* DATA EXTRACT *
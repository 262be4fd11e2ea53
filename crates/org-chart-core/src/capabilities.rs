//! Capability Flags
//!
//! Supplied by the host's authorization layer. The designer only branches on
//! them; it never decides permissions itself.

use serde::{Deserialize, Serialize};
use std::fmt;

#[derive(Debug, Clone, Copy, Default, PartialEq, Eq, Serialize, Deserialize)]
#[serde(default, rename_all = "camelCase")]
pub struct Capabilities {
    pub can_edit: bool,
    pub can_create: bool,
    pub can_delete: bool,
}

impl Capabilities {
    pub fn all() -> Self {
        Self { can_edit: true, can_create: true, can_delete: true }
    }

    pub fn read_only() -> Self {
        Self::default()
    }

    pub fn allows(&self, capability: Capability) -> bool {
        match capability {
            Capability::Edit => self.can_edit,
            Capability::Create => self.can_create,
            Capability::Delete => self.can_delete,
        }
    }
}

#[derive(Debug, Clone, Copy, PartialEq, Eq)]
pub enum Capability {
    Edit,
    Create,
    Delete,
}

impl fmt::Display for Capability {
    fn fmt(&self, f: &mut fmt::Formatter<'_>) -> fmt::Result {
        match self {
            Capability::Edit => write!(f, "edit"),
            Capability::Create => write!(f, "create"),
            Capability::Delete => write!(f, "delete"),
        }
    }
}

* YOUR TASK *
Filter the listing above so that only lines holding the word "derive" remain, and report those lines.

* TASK OUTPUT *
#[derive(Debug, Clone, Copy, Default, PartialEq, Eq, Serialize, Deserialize)]
#[derive(Debug, Clone, Copy, PartialEq, Eq)]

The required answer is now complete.